◆ WHAT TO WORK ON
Your answer should be the records below, repeated exactly as they stand.

Stored data entries:
[Start of section]

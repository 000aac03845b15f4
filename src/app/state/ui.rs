use iced::widget::scrollable::RelativeOffset;

/// Upload panel model: the path being typed, the in-flight request, and the
/// inline error channel.
pub struct UploadState {
    pub(in crate::app) path_input: String,
    pub(in crate::app) in_flight: bool,
    pub(in crate::app) error: Option<String>,
    pub(in crate::app) request_id: u64,
    /// Cache key and display name of the file the in-flight request is for.
    pub(in crate::app) pending_source: Option<(String, String)>,
}

impl UploadState {
    pub(in crate::app) fn new() -> Self {
        Self {
            path_input: String::new(),
            in_flight: false,
            error: None,
            request_id: 0,
            pending_source: None,
        }
    }
}

#[derive(Debug, Clone, PartialEq, Eq)]
pub enum DefinitionStatus {
    Loading,
    Ready(String),
    Failed,
}

/// Definition modal model. `word_index` doubles as the defined-word
/// reference: the main session resumes from it when the modal closes.
pub struct DefinitionState {
    pub(in crate::app) open: bool,
    pub(in crate::app) word: String,
    pub(in crate::app) word_index: Option<usize>,
    pub(in crate::app) status: DefinitionStatus,
    pub(in crate::app) request_id: u64,
}

impl DefinitionState {
    pub(in crate::app) fn new() -> Self {
        Self {
            open: false,
            word: String::new(),
            word_index: None,
            status: DefinitionStatus::Loading,
            request_id: 0,
        }
    }

    pub(in crate::app) fn close(&mut self) {
        self.open = false;
        self.word.clear();
        self.status = DefinitionStatus::Loading;
    }
}

/// Viewport bookkeeping for auto-scroll and geometry persistence.
pub struct ScrollState {
    pub(in crate::app) last_offset: RelativeOffset,
    pub(in crate::app) viewport_height: f32,
    pub(in crate::app) content_height: f32,
    pub(in crate::app) geometry_dirty: bool,
}

impl ScrollState {
    pub(in crate::app) fn new() -> Self {
        Self {
            last_offset: RelativeOffset::START,
            viewport_height: 0.0,
            content_height: 0.0,
            geometry_dirty: false,
        }
    }
}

[End of section]

◆ ANSWER
repository 000aac03845b15f4
filename src/app/state/ui.rs
use iced::widget::scrollable::RelativeOffset;

/// Upload panel model: the path being typed, the in-flight request, and the
/// inline error channel.
pub struct UploadState {
    pub(in crate::app) path_input: String,
    pub(in crate::app) in_flight: bool,
    pub(in crate::app) error: Option<String>,
    pub(in crate::app) request_id: u64,
    /// Cache key and display name of the file the in-flight request is for.
    pub(in crate::app) pending_source: Option<(String, String)>,
}

impl UploadState {
    pub(in crate::app) fn new() -> Self {
        Self {
            path_input: String::new(),
            in_flight: false,
            error: None,
            request_id: 0,
            pending_source: None,
        }
    }
}

#[derive(Debug, Clone, PartialEq, Eq)]
pub enum DefinitionStatus {
    Loading,
    Ready(String),
    Failed,
}

/// Definition modal model. `word_index` doubles as the defined-word
/// reference: the main session resumes from it when the modal closes.
pub struct DefinitionState {
    pub(in crate::app) open: bool,
    pub(in crate::app) word: String,
    pub(in crate::app) word_index: Option<usize>,
    pub(in crate::app) status: DefinitionStatus,
    pub(in crate::app) request_id: u64,
}

impl DefinitionState {
    pub(in crate::app) fn new() -> Self {
        Self {
            open: false,
            word: String::new(),
            word_index: None,
            status: DefinitionStatus::Loading,
            request_id: 0,
        }
    }

    pub(in crate::app) fn close(&mut self) {
        self.open = false;
        self.word.clear();
        self.status = DefinitionStatus::Loading;
    }
}

/// Viewport bookkeeping for auto-scroll and geometry persistence.
pub struct ScrollState {
    pub(in crate::app) last_offset: RelativeOffset,
    pub(in crate::app) viewport_height: f32,
    pub(in crate::app) content_height: f32,
    pub(in crate::app) geometry_dirty: bool,
}

impl ScrollState {
    pub(in crate::app) fn new() -> Self {
        Self {
            last_offset: RelativeOffset::START,
            viewport_height: 0.0,
            content_height: 0.0,
            geometry_dirty: false,
        }
    }
}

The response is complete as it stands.